The high temperature and high pressure first refrigerant 10f compressed by the compressor 1 may flow from the switching valve 2 to the first heat exchange unit 20 according to the opening degree of the switching valve 2, and may flow from the switching valve 2 to the indoor heat exchange unit 10.

The second refrigerant 20f may flow through a flow path connecting the first heat exchange unit 20 and the radiator 21, the radiator 21 and the first heat exchange unit 20, and the first heat exchange unit 20 and the driving module 22.

The third refrigerant 30f may flow through a flow path connecting the second heat exchange unit 30 and the battery 31.

Heat exchange between the first refrigerant 10f and the second refrigerant 20f may be performed in the first heat exchange unit 20, and heat exchange between the first refrigerant 10f and the third refrigerant 30f may be performed in the second heat exchange unit 30.

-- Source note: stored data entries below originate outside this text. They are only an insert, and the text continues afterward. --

use actix_cors::Cors;
use actix_web::middleware::{Compress, DefaultHeaders};
use actix_web::{App, HttpServer, web};
use dotenv::dotenv;
use human_panic::setup_panic;
use tracing::{debug, warn};

// 从 lib.rs 导入模块
use teknofest_assistant::config::{AppConfig, CorsConfig};
use teknofest_assistant::models::AppStartTime;
use teknofest_assistant::routes;
use teknofest_assistant::runtime::lifetime;
use teknofest_assistant::utils::{json_error_handler, query_error_handler};

/// 按配置构建 CORS；`*` 表示允许任意来源（此时不允许携带凭证）
fn build_cors(config: &CorsConfig) -> Cors {
    let cors = Cors::default()
        .allow_any_method()
        .allow_any_header()
        .max_age(config.max_age);

    if config.allowed_origins.iter().any(|origin| origin == "*") {
        cors.allow_any_origin()
    } else {
        config
            .allowed_origins
            .iter()
            .fold(cors.supports_credentials(), |cors, origin| {
                cors.allowed_origin(origin)
            })
    }
}

#[actix_web::main]
async fn main() -> std::io::Result<()> {
    dotenv().ok();

    // 记录程序启动时间
    let app_start_time = AppStartTime {
        start_datetime: chrono::Utc::now(),
    };

    // 初始化配置
    setup_panic!();
    AppConfig::init().map_err(std::io::Error::other)?;
    let config = AppConfig::get();

    // 初始化日志
    let stdout_log = std::io::stdout();
    let (non_blocking_writer, _guard) = tracing_appender::non_blocking(stdout_log);
    let filter = tracing_subscriber::EnvFilter::new(&config.app.log_level);
    let tracing_format = tracing_subscriber::fmt::format()
        .with_level(true)
        .with_ansi(true);

    let tracing_builder = tracing_subscriber::fmt()
        .with_env_filter(filter)
        .with_writer(non_blocking_writer)
        .event_format(tracing_format);

    if config.is_development() {
        tracing_builder
            .with_file(true)
            .with_line_number(true)
            .init();
    } else {
        tracing_builder.json().init();
    }

    warn!(
        "Starting pre-startup processing...
        Project: {}
        Version: {}
        Environment: {}",
        config.app.system_name,
        env!("CARGO_PKG_VERSION"),
        config.app.environment
    );

    let startup = lifetime::startup::prepare_server_startup().await?;

    let storage = startup.storage.clone();
    let cache = startup.cache.clone();
    let generator = startup.generator.clone();

    debug!(
        "Pre-startup processing completed in {} ms",
        chrono::Utc::now()
            .signed_duration_since(app_start_time.start_datetime)
            .num_milliseconds()
    );

    warn!("Using {} CPU cores for the server", config.server.workers);

    let server = HttpServer::new(move || {
        App::new()
            .wrap(build_cors(&config.cors))
            .wrap(Compress::default())
            .wrap(
                DefaultHeaders::new()
                    .add(("Connection", "keep-alive"))
                    .add((
                        "Keep-Alive",
                        format!("timeout={}, max=1000", config.server.timeouts.keep_alive),
                    )),
            )
            .app_data(web::QueryConfig::default().error_handler(query_error_handler))
            .app_data(web::JsonConfig::default().error_handler(json_error_handler))
            .app_data(web::Data::new(storage.clone()))
            .app_data(web::Data::new(cache.clone()))
            .app_data(web::Data::new(generator.clone()))
            .app_data(web::Data::new(app_start_time.clone()))
            .app_data(web::PayloadConfig::new(
                config.server.limits.max_payload_size,
            ))
            .configure(routes::configure_api)
            .configure(routes::configure_frontend_routes) // 前端兜底路由放在最后
    })
    .keep_alive(std::time::Duration::from_secs(
        config.server.timeouts.keep_alive,
    ))
    .client_request_timeout(std::time::Duration::from_millis(
        config.server.timeouts.client_request,
    ))
    .client_disconnect_timeout(std::time::Duration::from_millis(
        config.server.timeouts.client_disconnect,
    ))
    .workers(config.server.workers);

    let server = {
        #[cfg(unix)]
        {
            if let Some(socket_path) = config.unix_socket_path() {
                warn!("Starting server on Unix socket: {}", socket_path);
                if std::path::Path::new(socket_path).exists() {
                    std::fs::remove_file(socket_path)?;
                }
                server.bind_uds(socket_path)?
            } else {
                let bind_address = config.server_bind_address();
                warn!("Starting server at http://{}", bind_address);
                server.bind(bind_address)?
            }
        }

        #[cfg(not(unix))]
        {
            let bind_address = config.server_bind_address();
            warn!("Starting server at http://{}", bind_address);
            server.bind(bind_address)?
        }
    }
    .run();

    tokio::select! {
        res = server => {
            res?;
        }
        _ = lifetime::shutdown::listen_for_shutdown() => {
            warn!("Graceful shutdown: all tasks completed");
        }
    }

    Ok(())
}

A first branch point 19a may be formed in a flow path connecting the first heat exchange unit 20 and the first expansion valve 11, and a second branch point 19b may be formed in a flow path connecting the switching valve 2 and the indoor heat exchange unit 10.

The first refrigerant 10f may or may not flow to the indoor heat exchange unit 10 according to the opening degree of the first expansion valve 11.

The flow path through which the first refrigerant 10f flows may form a flow path that is branched at the first branch point 19a and the second branch point 19b and connected to the second heat exchange unit 30, and a second expansion valve 12 may be disposed in a flow path connecting the first branch point 19a and the second heat exchange unit 30.

The first refrigerant 10f may or may not flow to the second heat exchange unit 30 according to the opening degree of the second expansion valve 12.

A first three-way valve 23, a second three-way valve 24, and a first pump 25 may be disposed in a flow path connecting the first heat exchange unit 20 and the radiator 21, and the driving module 22 may be connected to the first three-way valve 23 and the second three-way valve 24, respectively.

A third branch point 29a may be formed in a flow path connecting the driving module 22 and the second three-way valve 24, and a fourth branch point 29b may be formed in a flow path connecting the radiator 21 and the first three-way valve 23.

The second refrigerant 20f may flow through a flow path connecting the third branch point 29a and the fourth branch point 29b.

Depending on the opening degree of the first three-way valve 23 and the second three-way valve 24, the second refrigerant 20f may flow through a flow path that forms a closed loop having the first heat exchange unit 20, the first three-way valve 23, the radiator 21, the second three-way valve 24, the first pump 25, and the first heat exchange unit 20 that are connected in this order, may flow through a flow path that forms a closed loop having the first heat exchange unit 20, the first three-way valve 23, the driving module 22, the third branch point 29a, the fourth branch point 29b, the radiator 21, the second three-way valve 24, the first pump 25, and the first heat exchange unit 20 that are connected in this order, and may flow through a flow path that forms a closed loop having the first heat exchange unit 20, the first three-way valve 23, the driving module 22, the third branch point 29a, the second three-way valve 24, the first pump 25, and the first heat exchange unit 20 that are connected in this order.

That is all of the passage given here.